= TASK ITEM =
Which lines of the records below contain the string "scans"? Report each of them.

### INPUT

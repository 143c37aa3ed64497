//! # State Store Module
//!
//! Ordered key-value storage for windowed aggregation state and persisted
//! timers.
//!
//! ## Design
//!
//! - **Byte-ordered keys**: all scans are lexicographic over the raw key
//!   bytes. Window and timer codecs lay out their keys so that the byte
//!   order matches the logical order, which is what makes range scans usable
//!   as "all entries for this window start" and "all timers from this time".
//! - **Scoped iterators**: scans borrow the store, so every iterator is
//!   released on scope exit, including error paths.
//!
//! ## Backends
//!
//! - [`InMemoryStore`]: `BTreeMap`-based reference backend with O(log n + k)
//!   range scans. A production deployment would sit this trait on top of an
//!   LSM engine; the contract is the same.
//! - [`CachingStore`]: write-through cache wrapper with commit-time flush,
//!   see [`cache`].
//!
//! ## Example
//!
//! ```rust
//! use weir_core::state::{StateStore, StateStoreExt, InMemoryStore};
//!
//! let mut store = InMemoryStore::new();
//!
//! store.put(b"user:1", b"alice").unwrap();
//! assert_eq!(store.get(b"user:1").unwrap().as_ref(), b"alice");
//!
//! // Typed access (requires StateStoreExt)
//! store.put_typed(b"count", &42u64).unwrap();
//! let count: u64 = store.get_typed(b"count").unwrap().unwrap();
//! assert_eq!(count, 42);
//! ```

use bytes::Bytes;
use rkyv::{
    api::high::{HighDeserializer, HighSerializer, HighValidator},
    bytecheck::CheckBytes,
    rancor::Error as RkyvError,
    ser::allocator::ArenaHandle,
    util::AlignedVec,
    Archive, Deserialize as RkyvDeserialize, Serialize as RkyvSerialize,
};
use std::collections::BTreeMap;
use std::ops::Bound;

pub mod cache;

pub use cache::{CachingStore, ChangelogSink, FlushListener};

/// Trait for ordered state store implementations.
///
/// This is the storage abstraction consumed by the windowed aggregator and
/// the persistent timer store. Keys and values are opaque bytes; ordering is
/// lexicographic over the key bytes.
///
/// # Thread Safety
///
/// State stores are `Send` but not `Sync`. Each stream task owns its stores
/// and accesses them from a single thread.
pub trait StateStore: Send {
    /// Get a value by key.
    ///
    /// Returns `None` if the key does not exist.
    fn get(&self, key: &[u8]) -> Option<Bytes>;

    /// Store a key-value pair, overwriting any existing value.
    ///
    /// # Errors
    ///
    /// Returns `StateError` if the operation fails (e.g., I/O on a
    /// disk-backed store).
    fn put(&mut self, key: &[u8], value: &[u8]) -> Result<(), StateError>;

    /// Delete a key. Deleting a missing key is not an error.
    ///
    /// # Errors
    ///
    /// Returns `StateError` if the operation fails.
    fn delete(&mut self, key: &[u8]) -> Result<(), StateError>;

    /// Scan entries with `from <= key < to` in key order.
    fn range<'a>(
        &'a self,
        from: &'a [u8],
        to: &'a [u8],
    ) -> Box<dyn Iterator<Item = (Bytes, Bytes)> + 'a>;

    /// Scan entries with `key >= from` in key order, unbounded above.
    fn scan_from<'a>(&'a self, from: &'a [u8]) -> Box<dyn Iterator<Item = (Bytes, Bytes)> + 'a>;

    /// Scan every entry in key order.
    fn all(&self) -> Box<dyn Iterator<Item = (Bytes, Bytes)> + '_> {
        self.scan_from(&[])
    }

    /// Delete all entries with `from <= key < to`.
    ///
    /// # Errors
    ///
    /// Returns `StateError` if the operation fails.
    fn delete_range(&mut self, from: &[u8], to: &[u8]) -> Result<(), StateError>;

    /// Check if a key exists without copying the value.
    fn contains(&self, key: &[u8]) -> bool {
        self.get(key).is_some()
    }

    /// Number of entries in the store.
    fn len(&self) -> usize;

    /// Check if the store is empty.
    fn is_empty(&self) -> bool {
        self.len() == 0
    }
}

/// Extension trait for [`StateStore`] providing typed access methods.
///
/// These methods use generics and thus cannot be part of the dyn-compatible
/// `StateStore` trait. Types go through rkyv; derive `Archive`,
/// `rkyv::Serialize`, and `rkyv::Deserialize` on accumulator types.
pub trait StateStoreExt: StateStore {
    /// Get a value and deserialize it using rkyv.
    ///
    /// # Errors
    ///
    /// Returns `StateError::Serialization` if deserialization fails.
    fn get_typed<T>(&self, key: &[u8]) -> Result<Option<T>, StateError>
    where
        T: Archive,
        T::Archived: for<'a> CheckBytes<HighValidator<'a, RkyvError>>
            + RkyvDeserialize<T, HighDeserializer<RkyvError>>,
    {
        match self.get(key) {
            Some(bytes) => {
                let archived = rkyv::access::<T::Archived, RkyvError>(&bytes)
                    .map_err(|e| StateError::Serialization(e.to_string()))?;
                let value = rkyv::deserialize::<T, RkyvError>(archived)
                    .map_err(|e| StateError::Serialization(e.to_string()))?;
                Ok(Some(value))
            }
            None => Ok(None),
        }
    }

    /// Get a value, or produce a default when the key is absent.
    ///
    /// The default is *not* written back; callers that mutate the value put
    /// it afterwards.
    ///
    /// # Errors
    ///
    /// Returns `StateError::Serialization` if deserialization fails.
    fn get_typed_or_else<T>(
        &self,
        key: &[u8],
        default: impl FnOnce() -> T,
    ) -> Result<T, StateError>
    where
        T: Archive,
        T::Archived: for<'a> CheckBytes<HighValidator<'a, RkyvError>>
            + RkyvDeserialize<T, HighDeserializer<RkyvError>>,
    {
        Ok(self.get_typed(key)?.unwrap_or_else(default))
    }

    /// Serialize and store a value using rkyv.
    ///
    /// # Errors
    ///
    /// Returns `StateError::Serialization` if serialization fails.
    fn put_typed<T>(&mut self, key: &[u8], value: &T) -> Result<(), StateError>
    where
        T: for<'a> RkyvSerialize<HighSerializer<AlignedVec, ArenaHandle<'a>, RkyvError>>,
    {
        let bytes = rkyv::to_bytes::<RkyvError>(value)
            .map_err(|e| StateError::Serialization(e.to_string()))?;
        self.put(key, &bytes)
    }
}

// Blanket implementation for all StateStore types
impl<T: StateStore + ?Sized> StateStoreExt for T {}

/// In-memory state store using `BTreeMap` for sorted key access.
///
/// The reference backend for tests and single-process deployments. Range
/// scans are O(log n + k); deletions are physical (no tombstones), unlike an
/// LSM backend, which is why the timer store never assumes scans are free of
/// deleted prefixes.
pub struct InMemoryStore {
    data: BTreeMap<Vec<u8>, Bytes>,
}

impl InMemoryStore {
    /// Creates a new empty in-memory store.
    #[must_use]
    pub fn new() -> Self {
        Self {
            data: BTreeMap::new(),
        }
    }
}

impl Default for InMemoryStore {
    fn default() -> Self {
        Self::new()
    }
}

impl StateStore for InMemoryStore {
    #[inline]
    fn get(&self, key: &[u8]) -> Option<Bytes> {
        self.data.get(key).cloned()
    }

    #[inline]
    fn put(&mut self, key: &[u8], value: &[u8]) -> Result<(), StateError> {
        self.data
            .insert(key.to_vec(), Bytes::copy_from_slice(value));
        Ok(())
    }

    fn delete(&mut self, key: &[u8]) -> Result<(), StateError> {
        self.data.remove(key);
        Ok(())
    }

    fn range<'a>(
        &'a self,
        from: &'a [u8],
        to: &'a [u8],
    ) -> Box<dyn Iterator<Item = (Bytes, Bytes)> + 'a> {
        Box::new(
            self.data
                .range::<[u8], _>((Bound::Included(from), Bound::Excluded(to)))
                .map(|(k, v)| (Bytes::copy_from_slice(k), v.clone())),
        )
    }

    fn scan_from<'a>(&'a self, from: &'a [u8]) -> Box<dyn Iterator<Item = (Bytes, Bytes)> + 'a> {
        Box::new(
            self.data
                .range::<[u8], _>((Bound::Included(from), Bound::Unbounded))
                .map(|(k, v)| (Bytes::copy_from_slice(k), v.clone())),
        )
    }

    fn delete_range(&mut self, from: &[u8], to: &[u8]) -> Result<(), StateError> {
        let doomed: Vec<Vec<u8>> = self
            .data
            .range::<[u8], _>((Bound::Included(from), Bound::Excluded(to)))
            .map(|(k, _)| k.clone())
            .collect();
        for key in doomed {
            self.data.remove(&key);
        }
        Ok(())
    }

    #[inline]
    fn contains(&self, key: &[u8]) -> bool {
        self.data.contains_key(key)
    }

    fn len(&self) -> usize {
        self.data.len()
    }
}

/// Errors that can occur in state operations.
#[derive(Debug, thiserror::Error)]
pub enum StateError {
    /// I/O error from a disk-backed store
    #[error("I/O error: {0}")]
    Io(#[from] std::io::Error),

    /// Serialization or deserialization error
    #[error("Serialization error: {0}")]
    Serialization(String),
}

#[cfg(test)]
mod tests {
    use super::*;

    #[test]
    fn test_in_memory_store_basic() {
        let mut store = InMemoryStore::new();

        store.put(b"key1", b"value1").unwrap();
        assert_eq!(store.get(b"key1").unwrap(), Bytes::from("value1"));
        assert_eq!(store.len(), 1);

        store.put(b"key1", b"value2").unwrap();
        assert_eq!(store.get(b"key1").unwrap(), Bytes::from("value2"));
        assert_eq!(store.len(), 1);

        store.delete(b"key1").unwrap();
        assert!(store.get(b"key1").is_none());
        assert_eq!(store.len(), 0);

        // Deleting a missing key is not an error
        store.delete(b"nonexistent").unwrap();
    }

    #[test]
    fn test_contains() {
        let mut store = InMemoryStore::new();
        assert!(!store.contains(b"key1"));

        store.put(b"key1", b"value1").unwrap();
        assert!(store.contains(b"key1"));

        store.delete(b"key1").unwrap();
        assert!(!store.contains(b"key1"));
    }

    #[test]
    fn test_range_scan_bounds() {
        let mut store = InMemoryStore::new();
        store.put(b"a", b"1").unwrap();
        store.put(b"b", b"2").unwrap();
        store.put(b"c", b"3").unwrap();
        store.put(b"d", b"4").unwrap();

        let keys: Vec<_> = store
            .range(b"b", b"d")
            .map(|(k, _)| k.as_ref().to_vec())
            .collect();
        assert_eq!(keys, vec![b"b".to_vec(), b"c".to_vec()]);
    }

    #[test]
    fn test_scan_from_is_unbounded() {
        let mut store = InMemoryStore::new();
        store.put(b"a", b"1").unwrap();
        store.put(b"m", b"2").unwrap();
        store.put(b"z", b"3").unwrap();

        let keys: Vec<_> = store
            .scan_from(b"m")
            .map(|(k, _)| k.as_ref().to_vec())
            .collect();
        assert_eq!(keys, vec![b"m".to_vec(), b"z".to_vec()]);

        assert_eq!(store.all().count(), 3);
    }

    #[test]
    fn test_scan_returns_sorted() {
        let mut store = InMemoryStore::new();
        store.put(b"c", b"3").unwrap();
        store.put(b"a", b"1").unwrap();
        store.put(b"b", b"2").unwrap();

        let keys: Vec<_> = store.all().map(|(k, _)| k.as_ref().to_vec()).collect();
        assert_eq!(keys, vec![b"a".to_vec(), b"b".to_vec(), b"c".to_vec()]);
    }

    #[test]
    fn test_delete_range() {
        let mut store = InMemoryStore::new();
        for key in [&b"a"[..], b"b", b"c", b"d"] {
            store.put(key, b"x").unwrap();
        }

        store.delete_range(b"b", b"d").unwrap();

        assert!(store.contains(b"a"));
        assert!(!store.contains(b"b"));
        assert!(!store.contains(b"c"));
        assert!(store.contains(b"d"));
    }

    #[test]
    fn test_typed_access() {
        let mut store = InMemoryStore::new();

        store.put_typed(b"count", &42u64).unwrap();
        let count: u64 = store.get_typed(b"count").unwrap().unwrap();
        assert_eq!(count, 42);

        store.put_typed(b"name", &String::from("alice")).unwrap();
        let name: String = store.get_typed(b"name").unwrap().unwrap();
        assert_eq!(name, "alice");

        let missing: Option<u64> = store.get_typed(b"missing").unwrap();
        assert!(missing.is_none());
    }

    #[test]
    fn test_typed_or_else_does_not_insert() {
        let store = InMemoryStore::new();

        let value: u64 = store.get_typed_or_else(b"counter", || 7).unwrap();
        assert_eq!(value, 7);
        assert!(store.is_empty());
    }

    #[test]
    fn test_binary_keys_sort_bytewise() {
        let mut store = InMemoryStore::new();
        store.put(&[0x00, 0xFF], b"a").unwrap();
        store.put(&[0x01, 0x00], b"b").unwrap();
        store.put(&[0x00, 0x01], b"c").unwrap();

        let keys: Vec<_> = store.all().map(|(k, _)| k.as_ref().to_vec()).collect();
        assert_eq!(
            keys,
            vec![vec![0x00, 0x01], vec![0x00, 0xFF], vec![0x01, 0x00]]
        );
    }
}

######

= EXERCISE OUTPUT =
//! - **Byte-ordered keys**: all scans are lexicographic over the raw key
//!   order matches the logical order, which is what makes range scans usable
//! - **Scoped iterators**: scans borrow the store, so every iterator is
//!   range scans. A production deployment would sit this trait on top of an
/// scans are O(log n + k); deletions are physical (no tombstones), unlike an
/// LSM backend, which is why the timer store never assumes scans are free of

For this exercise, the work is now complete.